Vladimir Putin takes on Russian daily headon

The Moscow Times

Moscow: The Moscow Times is an online daily that is well-liked by Russian expatriates; nonetheless, the Russian prosecutor general’s office designated it as a “undesirable organization.”

 

The opposition and critical news media are being targeted in the wake of the designation. It implies that the journal must cease operations in Russia and imposes a maximum five-year jail sentence on any Russian who assists it. Compared to the news outlet’s November “foreign agent” classification, which subjected people and organizations to enhanced financial surveillance and mandated that any public information they produced prominently include a notice identifying them as foreign agents, this move is more severe.

Following the enactment of a legislation imposing severe sanctions for anything deemed to be critical of the Russian military and its conflict in Ukraine, The Moscow Times already relocated its editorial activities outside of Russia in 2022. It publishes in both English and Russian, but few months after the start of the Ukraine conflict, Russia banned access to its Russian-language website.

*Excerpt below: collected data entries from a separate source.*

// Copyright 2025 Schelling Point Labs Inc
// SPDX-License-Identifier: AGPL-3.0-only

//! Main server implementation

use crate::config::ServerConfig;
use crate::dependencies::DefaultServerDependencies;
use crate::error::{ServerError, ServerResult};
use crate::handlers;
use crate::middleware::{
    ip_block_middleware, rate_limit_middleware, threat_detection_middleware, RateLimitState,
};
use crate::services::tasks;
use crate::state::AppState;
use axum::{
    http::{header, HeaderValue, Method},
    middleware::{from_fn, from_fn_with_state},
    routing::{delete, get, patch, post, put},
    Router,
};
use std::net::SocketAddr;
use std::sync::Arc;
use tower::ServiceBuilder;
use tower_http::{
    compression::CompressionLayer,
    cors::{Any, CorsLayer},
    request_id::{MakeRequestUuid, PropagateRequestIdLayer, SetRequestIdLayer},
    trace::TraceLayer,
};
use tracing::info;

/// REST API server
pub struct Server {
    config: ServerConfig,
    state: AppState,
    app: Router,
}

impl Server {
    /// Create a new server instance
    pub async fn new(config: ServerConfig) -> ServerResult<Self> {
        let state = DefaultServerDependencies::new(config.clone()).await?.into_state();
        Ok(Self::with_state(config, state))
    }

    /// Construct a server from an already-built app state
    pub fn with_state(config: ServerConfig, state: AppState) -> Self {
        let app = build_app(state.clone(), &config);
        Self { config, state, app }
    }

    /// The router, for serving in-process
    pub fn router(&self) -> Router {
        self.app.clone()
    }

    /// Run the server with its background jobs until ctrl-c or SIGTERM
    pub async fn run(self) -> ServerResult<()> {
        let addr = self.config.bind_addr;
        info!("Starting server on {}", addr);

        let cleanup = tasks::spawn_notification_cleanup(self.state.clone());
        let backups = tasks::spawn_scheduled_backups(self.state.clone());

        let listener = tokio::net::TcpListener::bind(addr).await?;
        let served = axum::serve(listener, self.app)
            .with_graceful_shutdown(shutdown_signal())
            .await
            .map_err(|err| ServerError::Internal(format!("REST server error: {err}")));

        cleanup.abort();
        backups.abort();
        info!("Server stopped");
        served
    }

    /// Get the bind address
    pub fn addr(&self) -> SocketAddr {
        self.config.bind_addr
    }
}

/// Build the Axum application with routes and middleware
pub fn build_app(state: AppState, config: &ServerConfig) -> Router {
    let middleware_stack = ServiceBuilder::new()
        .layer(SetRequestIdLayer::x_request_id(MakeRequestUuid))
        .layer(PropagateRequestIdLayer::x_request_id())
        .layer(TraceLayer::new_for_http())
        .layer(CompressionLayer::new())
        .layer(from_fn({
            let rate_limit_state = Arc::new(RateLimitState::new(config.rate_limit.clone()));
            move |req, next| {
                let state = Arc::clone(&rate_limit_state);
                rate_limit_middleware(state, req, next)
            }
        }))
        .layer({
            if config.enable_cors {
                CorsLayer::new().allow_origin(Any).allow_methods(Any).allow_headers(Any)
            } else {
                CorsLayer::new()
                    .allow_origin(vec![
                        HeaderValue::from_static("http://localhost:3000"),
                        HeaderValue::from_static("http://127.0.0.1:3000"),
                    ])
                    .allow_methods([
                        Method::GET,
                        Method::POST,
                        Method::PUT,
                        Method::PATCH,
                        Method::DELETE,
                    ])
                    .allow_headers([header::AUTHORIZATION, header::CONTENT_TYPE])
            }
        });

    let api_routes = api_routes()
        .layer(from_fn_with_state(state.clone(), threat_detection_middleware))
        .layer(from_fn_with_state(state.clone(), ip_block_middleware));

    Router::new()
        .nest("/api/v1", api_routes)
        .route("/openapi.json", get(handlers::openapi::openapi_spec))
        .with_state(state)
        .layer(middleware_stack)
}

fn api_routes() -> Router<AppState> {
    Router::new()
        // Health and status endpoints
        .route("/healthz", get(handlers::health::health_check))
        .route("/readyz", get(handlers::health::readiness_check))
        .route("/version", get(handlers::health::version))
        // Authentication
        .route("/auth/login", post(handlers::auth::login))
        .route("/auth/me", get(handlers::auth::me))
        .route("/auth/logout", post(handlers::auth::logout))
        // User administration
        .route(
            "/users",
            get(handlers::users::list_users).post(handlers::users::create_user),
        )
        .route("/users/analytics", get(handlers::users::user_analytics))
        .route(
            "/users/:id",
            get(handlers::users::get_user)
                .put(handlers::users::update_user)
                .delete(handlers::users::delete_user),
        )
        .route("/users/:id/ban", post(handlers::users::ban_user))
        .route("/users/:id/unban", post(handlers::users::unban_user))
        .route("/users/:id/status", put(handlers::users::update_status))
        .route("/users/:id/reset-password", post(handlers::users::reset_password))
        .route("/users/:id/login-history", get(handlers::users::login_history))
        .route("/users/:id/activities", get(handlers::users::activities))
        // Own profile
        .route(
            "/user/profile",
            get(handlers::profile::get_profile).patch(handlers::profile::update_profile),
        )
        .route("/user/activities", get(handlers::profile::activities))
        .route(
            "/user/security",
            get(handlers::profile::get_security).patch(handlers::profile::update_security),
        )
        .route(
            "/user/security/activities",
            get(handlers::profile::security_activities),
        )
        .route(
            "/user/security/password",
            post(handlers::profile::change_password),
        )
        // Blog posts
        .route(
            "/posts",
            get(handlers::posts::list_posts).post(handlers::posts::create_post),
        )
        .route(
            "/posts/:id",
            get(handlers::posts::get_post)
                .put(handlers::posts::update_post)
                .delete(handlers::posts::delete_post),
        )
        // Portfolio
        .route(
            "/portfolio",
            get(handlers::portfolio::list_items).post(handlers::portfolio::create_item),
        )
        .route("/portfolio/stats", get(handlers::portfolio::stats))
        .route("/portfolio/overview", get(handlers::portfolio::overview))
        .route("/portfolio/categories", get(handlers::portfolio::categories))
        .route("/portfolio/analytics", get(handlers::portfolio::analytics))
        .route("/portfolio/export", post(handlers::portfolio::export))
        .route("/portfolio/bulk", post(handlers::portfolio::bulk))
        .route(
            "/portfolio/:id",
            get(handlers::portfolio::get_item)
                .put(handlers::portfolio::update_item)
                .delete(handlers::portfolio::delete_item),
        )
        .route("/portfolio/:id/like", post(handlers::portfolio::like))
        // Testimonials and pricing
        .route(
            "/testimonials",
            get(handlers::testimonials::list_testimonials)
                .post(handlers::testimonials::create_testimonial),
        )
        .route(
            "/testimonials/:id",
            get(handlers::testimonials::get_testimonial)
                .put(handlers::testimonials::update_testimonial)
                .delete(handlers::testimonials::delete_testimonial),
        )
        .route(
            "/pricing",
            get(handlers::pricing::list_plans).post(handlers::pricing::create_plan),
        )
        .route(
            "/pricing/:id",
            get(handlers::pricing::get_plan)
                .put(handlers::pricing::update_plan)
                .delete(handlers::pricing::delete_plan),
        )
        // Public site reads
        .route("/public/posts", get(handlers::public::posts))
        .route("/public/posts/:slug", get(handlers::public::post_by_slug))
        .route("/public/portfolio", get(handlers::public::portfolio))
        .route("/public/testimonials", get(handlers::public::testimonials))
        .route("/public/pricing", get(handlers::public::pricing))
        // Analytics
        .route("/analytics/track", post(handlers::analytics::track))
        .route("/analytics/overview", get(handlers::analytics::overview))
        .route("/analytics/dashboard", get(handlers::analytics::dashboard))
        .route("/analytics/realtime", get(handlers::analytics::realtime))
        .route(
            "/analytics/realtime/visitors",
            get(handlers::analytics::realtime_visitors),
        )
        .route("/analytics/heatmap", get(handlers::analytics::heatmap))
        .route("/analytics/realtime/stream", get(handlers::analytics::stream))
        // Notifications
        .route("/notifications", get(handlers::notifications::list_notifications))
        .route("/notifications/read-all", post(handlers::notifications::mark_all_read))
        .route(
            "/notifications/preferences",
            get(handlers::notifications::get_preferences)
                .patch(handlers::notifications::update_preferences),
        )
        .route("/notifications/cleanup", post(handlers::notifications::cleanup))
        .route("/notifications/bulk", post(handlers::notifications::send_bulk))
        .route("/notifications/system", post(handlers::notifications::send_system))
        .route("/notifications/:id/read", patch(handlers::notifications::mark_read))
        .route("/notifications/:id", delete(handlers::notifications::delete_notification))
        // Settings
        .route(
            "/settings",
            get(handlers::settings::get_settings).patch(handlers::settings::update_settings),
        )
        .route("/settings/cache/clear", post(handlers::settings::clear_cache))
        .route("/settings/export", get(handlers::settings::export_settings))
        .route("/settings/import", post(handlers::settings::import_settings))
        .route("/settings/api-key", post(handlers::settings::rotate_api_key))
        // Security
        .route("/security/logs", get(handlers::security::logs))
        .route("/security/logs/:id/resolve", post(handlers::security::resolve_log))
        .route("/security/threats", get(handlers::security::threats))
        .route(
            "/security/blocked-ips",
            get(handlers::security::blocked_ips).post(handlers::security::block_ip),
        )
        .route(
            "/security/blocked-ips/:ip",
            delete(handlers::security::unblock_ip),
        )
        .route(
            "/security/rules",
            get(handlers::security::rules).post(handlers::security::create_rule),
        )
        .route("/security/alerts", get(handlers::security::alerts))
        .route("/security/audit", get(handlers::security::audit_trail))
        // Backups
        .route(
            "/backups",
            get(handlers::backups::list_backups).post(handlers::backups::create_backup),
        )
        .route("/backups/restore", post(handlers::backups::restore_backup))
        .route("/backups/cleanup", post(handlers::backups::cleanup_backups))
        .route("/backups/:filename", get(handlers::backups::download_backup))
        // Search and dashboard
        .route("/search", get(handlers::search::search))
        .route("/dashboard/summary", get(handlers::dashboard::summary))
}

async fn shutdown_signal() {
    let ctrl_c = async {
        if let Err(err) = tokio::signal::ctrl_c().await {
            tracing::error!(error = %err, "failed to listen for ctrl-c");
        }
    };

    #[cfg(unix)]
    let terminate = async {
        match tokio::signal::unix::signal(tokio::signal::unix::SignalKind::terminate()) {
            Ok(mut signal) => {
                signal.recv().await;
            }
            Err(err) => {
                tracing::error!(error = %err, "failed to listen for SIGTERM");
                std::future::pending::<()>().await;
            }
        }
    };

    #[cfg(not(unix))]
    let terminate = std::future::pending::<()>();

    tokio::select! {
        _ = ctrl_c => {},
        _ = terminate => {},
    }
    info!("Shutdown signal received");
}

“The Moscow Times’ designation as ‘undesirable’ is the latest of many efforts to suppress our reporting on the truth in Russia and its war in Ukraine,” the newspaper wrote in an editors’ note on the decision. “This designation will make it even more difficult for us to do our jobs, putting reporters and fixers inside Russia at risk of criminal prosecution and making sources even more hesitant to speak to us.”

“We are not going to succumb to this pressure. We won’t back down, the newspaper said.

The journal started off as a daily print newspaper in 1992 that was given out for free at hotels, restaurants, and other establishments frequented by foreigners, whose numbers in Moscow were rapidly increasing after the fall of the Soviet Union. Later, it shifted to a weekly print version, and only in 2017 did it go online.

Russia has been deliberately going after groups and individuals who are critical of the Kremlin in recent years, labeling many of them as “foreign agents” and some of them as “undesirable.” The online news portal Meduza and the independent daily Novaya Gazeta, whose editor Dmitry Muratov was awarded the Nobel Peace Prize, are among the other news sources that were deemed unacceptable. Prominent opposition individuals have also been imprisoned in Russia, including dissidents Vladimir Kara-Murza and Ilya Yashin, as well as anti-corruption activist Alexei Navalny, who was President Vladimir Putin’s most tenacious domestic opponent.